AYNA AYNA SÖYLE BANA BENİMKİNDEN DAHA DEĞERLİ BİR HAYAT VAR MI ŞU DÜNYADA?


Ağır yükümü bırakacağım
Nehir kıyısında
Savaşla uğraşmayacağım artık
Kılıcımla kalkanımı bırakacağım
Nehir kıyısında
Savaşla uğraşmayacağım artık....
"Anti kanser", David Servan-Schreiber
"Her şerde bir hayır, her hayırda bir şer" der idi birileri. İnanırdım, inanmasına da, pek yerine oturmuyordu bazı cümleler. İçimde onlara yer açılmamıştı daha. Kafama giren kalbime girememiş, kalbime giren huzur bulup, bi tarafına yer edinememişti.
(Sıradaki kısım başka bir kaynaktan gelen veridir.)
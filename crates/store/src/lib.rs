//! SQL store access for sqlrelay.
//!
//! - **store**: the `SqlStore` trait, one connection per host
//! - **mysql**: `MySqlStore` over a single `sqlx::MySqlConnection`
//! - **format**: text renderings (table listing, pretty JSON rows)
//! - **memory**: scripted in-memory store (tests, `test-utils` feature)

pub mod error;
pub mod format;
pub mod mysql;
pub mod store;

#[cfg(any(test, feature = "test-utils"))]
pub mod memory;

pub use error::StoreError;
pub use mysql::MySqlStore;
pub use store::{returns_rows, write_summary, Row, SqlStore, SHOW_TABLES_SQL};

#[cfg(any(test, feature = "test-utils"))]
pub use memory::MemoryStore;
Büyüyorum. Yıpranmadan ve yıpratmadan yaşamanın yollarını ararken, teklemeye başlamış makinemi hor kullanmaktan vazgeçip, onun içinde kalacağım günlerin sonuna doğru büyüyorum.
Burhan'ın bahsettiği melekle konuşuyorum geceleri. Nicedir sırtımı döndüğüm maneviyatımla nihayet barıştım, konuşuyorum. Ona sıkıntımı, çözüm bekleyen derdimi anlatıyor, bana yol göstermesi için ricada bulunuyorum. Henüz o benimle kelimeleri kullanarak konuşmuyorsa da rüyalarım birer cevap nicedir.
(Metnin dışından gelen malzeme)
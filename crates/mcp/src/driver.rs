//! Driver harness: run an MCP server as a child process from a script.
//!
//! The driver launches the server with an explicit environment, writes a
//! scripted sequence of JSON-RPC messages on fixed delays, collects every
//! stdout/stderr line, and enforces a wall-clock timeout after which the
//! child is killed regardless of outstanding replies.

use std::collections::BTreeSet;
use std::process::Stdio;
use std::time::Duration;

use serde_json::{json, Value};
use tokio::io::{AsyncRead, AsyncWriteExt, BufReader};
use tokio::process::{Child, ChildStdin, Command};
use tokio::sync::mpsc;
use tokio::time::{sleep_until, timeout, Instant};

use crate::error::McpError;
use crate::transport::{LineTransport, McpTransport};
use crate::types::{JsonRpcResponse, RpcId, PROTOCOL_VERSION};

/// Client name sent in the `initialize` handshake.
pub const DRIVER_CLIENT_NAME: &str = "sqlrelay-driver";

/// One scripted message and how long to wait before writing it.
///
/// The delay is measured from the previous write (or from spawn, for the
/// first step).
#[derive(Debug, Clone)]
pub struct DriverStep {
    pub delay: Duration,
    pub message: Value,
}

impl DriverStep {
    /// The id this step expects a reply for, if it is a request.
    pub fn expected_id(&self) -> Option<RpcId> {
        self.message
            .get("id")
            .and_then(|id| serde_json::from_value(id.clone()).ok())
    }
}

/// What to spawn and what to send it.
#[derive(Debug, Clone)]
pub struct DriverConfig {
    pub program: String,
    pub args: Vec<String>,
    pub env: Vec<(String, String)>,
    pub steps: Vec<DriverStep>,
    /// Overall wall-clock limit, measured from spawn. The child never
    /// outlives it, grace period included.
    pub timeout: Duration,
    /// How long the child gets to exit on its own once stdin is closed,
    /// capped by whatever remains of `timeout`.
    pub grace: Duration,
    /// Delay applied to steps added through the builder methods.
    pub step_delay: Duration,
    next_id: i64,
}

impl DriverConfig {
    pub const DEFAULT_TIMEOUT: Duration = Duration::from_secs(5);
    pub const DEFAULT_GRACE: Duration = Duration::from_millis(500);
    pub const DEFAULT_STEP_DELAY: Duration = Duration::from_millis(500);

    pub fn new(program: impl Into<String>) -> Self {
        Self {
            program: program.into(),
            args: Vec::new(),
            env: Vec::new(),
            steps: Vec::new(),
            timeout: Self::DEFAULT_TIMEOUT,
            grace: Self::DEFAULT_GRACE,
            step_delay: Self::DEFAULT_STEP_DELAY,
            next_id: 1,
        }
    }

    pub fn args<I, S>(mut self, args: I) -> Self
    where
        I: IntoIterator<Item = S>,
        S: Into<String>,
    {
        self.args.extend(args.into_iter().map(Into::into));
        self
    }

    /// Set a variable in the child's environment (layered over ours).
    pub fn env(mut self, key: impl Into<String>, value: impl Into<String>) -> Self {
        self.env.push((key.into(), value.into()));
        self
    }

    pub fn timeout(mut self, timeout: Duration) -> Self {
        self.timeout = timeout;
        self
    }

    pub fn grace(mut self, grace: Duration) -> Self {
        self.grace = grace;
        self
    }

    pub fn step_delay(mut self, delay: Duration) -> Self {
        self.step_delay = delay;
        self
    }

    fn take_id(&mut self) -> RpcId {
        let id = self.next_id;
        self.next_id += 1;
        RpcId::Number(id)
    }

    fn push_request(mut self, method: &str, params: Option<Value>) -> Self {
        let id = self.take_id();
        let mut message = json!({"jsonrpc": "2.0", "id": id, "method": method});
        if let Some(params) = params {
            message["params"] = params;
        }
        self.push_raw(message)
    }

    fn push_raw(mut self, message: Value) -> Self {
        self.steps.push(DriverStep {
            delay: self.step_delay,
            message,
        });
        self
    }

    /// `initialize` followed by `notifications/initialized`.
    pub fn handshake(self) -> Self {
        let params = json!({
            "protocolVersion": PROTOCOL_VERSION,
            "capabilities": {},
            "clientInfo": {
                "name": DRIVER_CLIENT_NAME,
                "version": env!("CARGO_PKG_VERSION")
            }
        });
        self.push_request("initialize", Some(params))
            .push_raw(json!({"jsonrpc": "2.0", "method": "notifications/initialized"}))
    }

    pub fn list_tools(self) -> Self {
        self.push_request("tools/list", None)
    }

    pub fn call_tool(self, name: &str, arguments: Value) -> Self {
        self.push_request("tools/call", Some(json!({"name": name, "arguments": arguments})))
    }

    /// Send an arbitrary message as-is. Replies are awaited only if it has an `id`.
    pub fn raw(self, message: Value) -> Self {
        self.push_raw(message)
    }

    /// Ids of every scripted request, in script order.
    pub fn expected_ids(&self) -> Vec<RpcId> {
        self.steps.iter().filter_map(DriverStep::expected_id).collect()
    }
}

/// Everything observed while driving the child.
#[derive(Debug, Default)]
pub struct DriverReport {
    /// JSON-RPC responses, in arrival order.
    pub responses: Vec<JsonRpcResponse>,
    /// Stdout lines that were not JSON-RPC responses.
    pub stdout_noise: Vec<String>,
    /// Stderr lines, in arrival order.
    pub stderr: Vec<String>,
    /// Scripted request ids that never got a reply.
    pub missing_ids: Vec<RpcId>,
    /// Ids that were answered more than once.
    pub duplicate_ids: Vec<RpcId>,
    /// The timeout elapsed before the script finished.
    pub timed_out: bool,
    /// The driver had to kill the child.
    pub killed: bool,
    /// Exit code, when the child exited normally.
    pub exit_code: Option<i32>,
}

impl DriverReport {
    /// Whether the child wrote anything at all, on either stream.
    pub fn produced_output(&self) -> bool {
        !self.responses.is_empty() || !self.stdout_noise.is_empty() || !self.stderr.is_empty()
    }

    /// No output at all before termination usually means the server never
    /// got as far as starting up.
    pub fn is_likely_startup_failure(&self) -> bool {
        !self.produced_output()
    }

    /// Every scripted request got exactly one reply.
    pub fn all_answered(&self) -> bool {
        self.missing_ids.is_empty() && self.duplicate_ids.is_empty()
    }

    pub fn response(&self, id: &RpcId) -> Option<&JsonRpcResponse> {
        self.responses.iter().find(|r| &r.id == id)
    }
}

enum Event {
    Stdout(String),
    Stderr(String),
    StdoutClosed,
}

/// Runs one [`DriverConfig`] to completion.
pub struct Driver {
    config: DriverConfig,
}

impl Driver {
    pub fn new(config: DriverConfig) -> Self {
        Self { config }
    }

    /// Spawn the child, play the script, and report what happened.
    ///
    /// Finishes when every scripted request has a reply, when the child
    /// closes its stdout, or when the timeout elapses, whichever is first.
    /// Then stdin is closed; a child still running after the grace period
    /// (or at the deadline, if that comes first) is killed.
    pub async fn run(self) -> Result<DriverReport, McpError> {
        let DriverConfig {
            program,
            args,
            env,
            steps,
            timeout: limit,
            grace,
            ..
        } = self.config;

        tracing::info!(program = %program, "Spawning MCP server process");

        let mut child = Command::new(&program)
            .args(&args)
            .envs(env.iter().map(|(k, v)| (k.as_str(), v.as_str())))
            .stdin(Stdio::piped())
            .stdout(Stdio::piped())
            .stderr(Stdio::piped())
            .kill_on_drop(true)
            .spawn()?;

        let stdin = child.stdin.take().ok_or_else(|| {
            McpError::ServerUnavailable("Failed to capture server stdin".to_string())
        })?;
        let stdout = child.stdout.take().ok_or_else(|| {
            McpError::ServerUnavailable("Failed to capture server stdout".to_string())
        })?;
        let stderr = child.stderr.take().ok_or_else(|| {
            McpError::ServerUnavailable("Failed to capture server stderr".to_string())
        })?;

        let (tx, mut rx) = mpsc::unbounded_channel();
        let readers = [
            spawn_line_reader(stdout, tx.clone(), Event::Stdout, Some(Event::StdoutClosed)),
            spawn_line_reader(stderr, tx, Event::Stderr, None),
        ];

        let mut report = DriverReport::default();
        let mut pending: BTreeSet<RpcId> = steps.iter().filter_map(DriverStep::expected_id).collect();
        let expects_replies = !pending.is_empty();
        let mut answered: BTreeSet<RpcId> = BTreeSet::new();

        let start = Instant::now();
        let deadline = start + limit;
        let mut stdin = Some(stdin);
        let mut steps = steps.into_iter().peekable();
        let mut next_write = start + steps.peek().map(|s| s.delay).unwrap_or_default();

        loop {
            if steps.peek().is_none() && expects_replies && pending.is_empty() {
                tracing::debug!("All scripted requests answered");
                break;
            }

            tokio::select! {
                _ = sleep_until(deadline) => {
                    tracing::warn!(timeout = ?limit, "Timed out waiting for the server");
                    report.timed_out = true;
                    break;
                }
                _ = sleep_until(next_write), if steps.peek().is_some() => {
                    if let Some(step) = steps.next() {
                        write_step(&mut stdin, &step).await;
                    }
                    next_write = Instant::now() + steps.peek().map(|s| s.delay).unwrap_or_default();
                }
                event = rx.recv() => match event {
                    Some(Event::Stdout(line)) => {
                        record_stdout(&mut report, &mut pending, &mut answered, line);
                    }
                    Some(Event::Stderr(line)) => {
                        tracing::debug!(line = %line, "Server stderr");
                        report.stderr.push(line);
                    }
                    Some(Event::StdoutClosed) | None => {
                        tracing::debug!("Server closed stdout");
                        break;
                    }
                },
            }
        }

        // Closing stdin lets a well-behaved server exit on EOF.
        drop(stdin);
        let grace_left = grace.min(deadline.saturating_duration_since(Instant::now()));
        let (exit_code, killed) = finish_child(&mut child, grace_left).await;
        report.exit_code = exit_code;
        report.killed = killed;

        // Collect whatever the readers saw before the pipes closed.
        for reader in readers {
            let _ = timeout(grace, reader).await;
        }
        while let Ok(event) = rx.try_recv() {
            match event {
                Event::Stdout(line) => record_stdout(&mut report, &mut pending, &mut answered, line),
                Event::Stderr(line) => report.stderr.push(line),
                Event::StdoutClosed => {}
            }
        }

        report.missing_ids = pending.into_iter().collect();
        tracing::info!(
            responses = report.responses.len(),
            missing = report.missing_ids.len(),
            timed_out = report.timed_out,
            killed = report.killed,
            "Driver finished"
        );
        Ok(report)
    }
}

fn spawn_line_reader<R>(
    reader: R,
    tx: mpsc::UnboundedSender<Event>,
    wrap: fn(String) -> Event,
    on_close: Option<Event>,
) -> tokio::task::JoinHandle<()>
where
    R: AsyncRead + Unpin + Send + 'static,
{
    tokio::spawn(async move {
        let mut lines = LineTransport::new(BufReader::new(reader), tokio::io::sink());
        loop {
            match lines.receive().await {
                Ok(Some(line)) => {
                    if tx.send(wrap(line)).is_err() {
                        return;
                    }
                }
                Ok(None) => break,
                Err(e) => {
                    tracing::debug!(error = %e, "Server pipe read failed");
                    break;
                }
            }
        }
        if let Some(event) = on_close {
            let _ = tx.send(event);
        }
    })
}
Hayata karşı öfkelerimin ve beklentilerimin tam da olması gerektiği gibi karşılandığını, karşılanmadığını sandıklarımı ise gönülden istemediğimi, zamana bıraktığım kararsızlığımın çürümüş meyvaları tek tek başıma düşerken, artık kendime kızmayı bırakıp, az çürümüş yerlerinden birkaç ısırık alarak seyrediyorum. Kalanlarla da marmelat yapmayı planlıyorum.
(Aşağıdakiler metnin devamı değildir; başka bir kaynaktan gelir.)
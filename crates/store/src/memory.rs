//! In-memory store with canned results, for tests.

use std::collections::HashMap;

use async_trait::async_trait;
use serde_json::Value;

use crate::error::StoreError;
use crate::store::{write_summary, Row, SqlStore, SHOW_TABLES_SQL};

/// A scripted [`SqlStore`].
///
/// `SHOW TABLES` answers from the configured table list; any other statement
/// must be registered with [`with_rows`](Self::with_rows),
/// [`with_write`](Self::with_write) or [`with_failure`](Self::with_failure).
#[derive(Debug, Default)]
pub struct MemoryStore {
    database: String,
    tables: Vec<String>,
    responses: HashMap<String, Result<Vec<Row>, String>>,
    executed: Vec<String>,
    lost: Option<String>,
}

impl MemoryStore {
    pub fn new(database: impl Into<String>) -> Self {
        Self {
            database: database.into(),
            ..Self::default()
        }
    }

    pub fn with_tables<I, S>(mut self, tables: I) -> Self
    where
        I: IntoIterator<Item = S>,
        S: Into<String>,
    {
        self.tables = tables.into_iter().map(Into::into).collect();
        self
    }

    /// Answer `sql` with `rows`. Each row must be a JSON object.
    pub fn with_rows(mut self, sql: impl Into<String>, rows: Vec<Value>) -> Self {
        let rows = rows
            .into_iter()
            .filter_map(|v| v.as_object().cloned())
            .collect();
        self.responses.insert(sql.into(), Ok(rows));
        self
    }

    /// Answer `sql` as a write statement that touched `affected_rows` rows.
    pub fn with_write(mut self, sql: impl Into<String>, affected_rows: u64, insert_id: u64) -> Self {
        self.responses
            .insert(sql.into(), Ok(vec![write_summary(affected_rows, insert_id)]));
        self
    }

    /// Fail `sql` with the given driver message.
    pub fn with_failure(mut self, sql: impl Into<String>, message: impl Into<String>) -> Self {
        self.responses.insert(sql.into(), Err(message.into()));
        self
    }

    /// Simulate the server dropping the connection: every later statement fails.
    pub fn lose_connection(&mut self, message: impl Into<String>) {
        self.lost = Some(message.into());
    }

    /// Statements executed so far, in order.
    pub fn executed(&self) -> &[String] {
        &self.executed
    }
}

#[async_trait]
impl SqlStore for MemoryStore {
    async fn query(&mut self, sql: &str) -> Result<Vec<Row>, StoreError> {
        self.executed.push(sql.to_string());

        if let Some(msg) = &self.lost {
            return Err(StoreError::Query(msg.clone()));
        }

        if sql == SHOW_TABLES_SQL {
            let column = format!("Tables_in_{}", self.database);
            return Ok(self
                .tables
                .iter()
                .map(|t| {
                    let mut row = Row::new();
                    row.insert(column.clone(), Value::String(t.clone()));
                    row
                })
                .collect());
        }

        match self.responses.get(sql) {
            Some(Ok(rows)) => Ok(rows.clone()),
            Some(Err(msg)) => Err(StoreError::Query(msg.clone())),
            None => Err(StoreError::Query(format!(
                "You have an error in your SQL syntax near '{sql}'"
            ))),
        }
    }
}

#[cfg(test)]
mod tests {
    use super::*;
    use serde_json::json;

    #[tokio::test]
    async fn test_show_tables_in_listing_order() {
        let mut store = MemoryStore::new("shop").with_tables(["users", "orders"]);
        assert_eq!(store.list_tables().await.unwrap(), vec!["users", "orders"]);

        let rows = store.query(SHOW_TABLES_SQL).await.unwrap();
        assert_eq!(rows[0].get("Tables_in_shop"), Some(&json!("users")));
    }

    #[tokio::test]
    async fn test_canned_rows_and_failures() {
        let mut store = MemoryStore::new("shop")
            .with_rows("SELECT 1 AS x", vec![json!({"x": 1})])
            .with_failure("SELECT * FROM nope", "Table 'shop.nope' doesn't exist");

        let rows = store.query("SELECT 1 AS x").await.unwrap();
        assert_eq!(Value::Object(rows[0].clone()), json!({"x": 1}));

        let err = store.query("SELECT * FROM nope").await.unwrap_err();
        assert_eq!(err.message(), "Table 'shop.nope' doesn't exist");

        assert_eq!(store.executed(), ["SELECT 1 AS x", "SELECT * FROM nope"]);
    }

    #[tokio::test]
    async fn test_write_reports_affected_rows() {
        let mut store =
            MemoryStore::new("shop").with_write("INSERT INTO users (name) VALUES ('ann')", 1, 7);
        let rows = store
            .query("INSERT INTO users (name) VALUES ('ann')")
            .await
            .unwrap();
        assert_eq!(rows.len(), 1);
        assert_eq!(
            Value::Object(rows[0].clone()),
            json!({"affectedRows": 1, "insertId": 7})
        );
    }

    #[tokio::test]
    async fn test_lost_connection_fails_every_statement() {
        let mut store = MemoryStore::new("shop").with_tables(["users"]);
        store.lose_connection("Connection lost: The server closed the connection.");
        assert!(store.list_tables().await.is_err());
        assert!(store.query("SELECT 1").await.is_err());
    }
}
Uzağımda sandığım ölümün, tüm huzuru ve heybetiyle usul usul fısıldadığını duyuyorum. Çok uzakta olmadığını söylüyor. Bu fısıltılar hayatımın en ilginç farkındalığı. Ölüm artık inkar etmediğim bir geçiş. Yakınlığı ürpertici ve bir o kadar da hayatın anlamını arttırıcı. Canlandırıcı!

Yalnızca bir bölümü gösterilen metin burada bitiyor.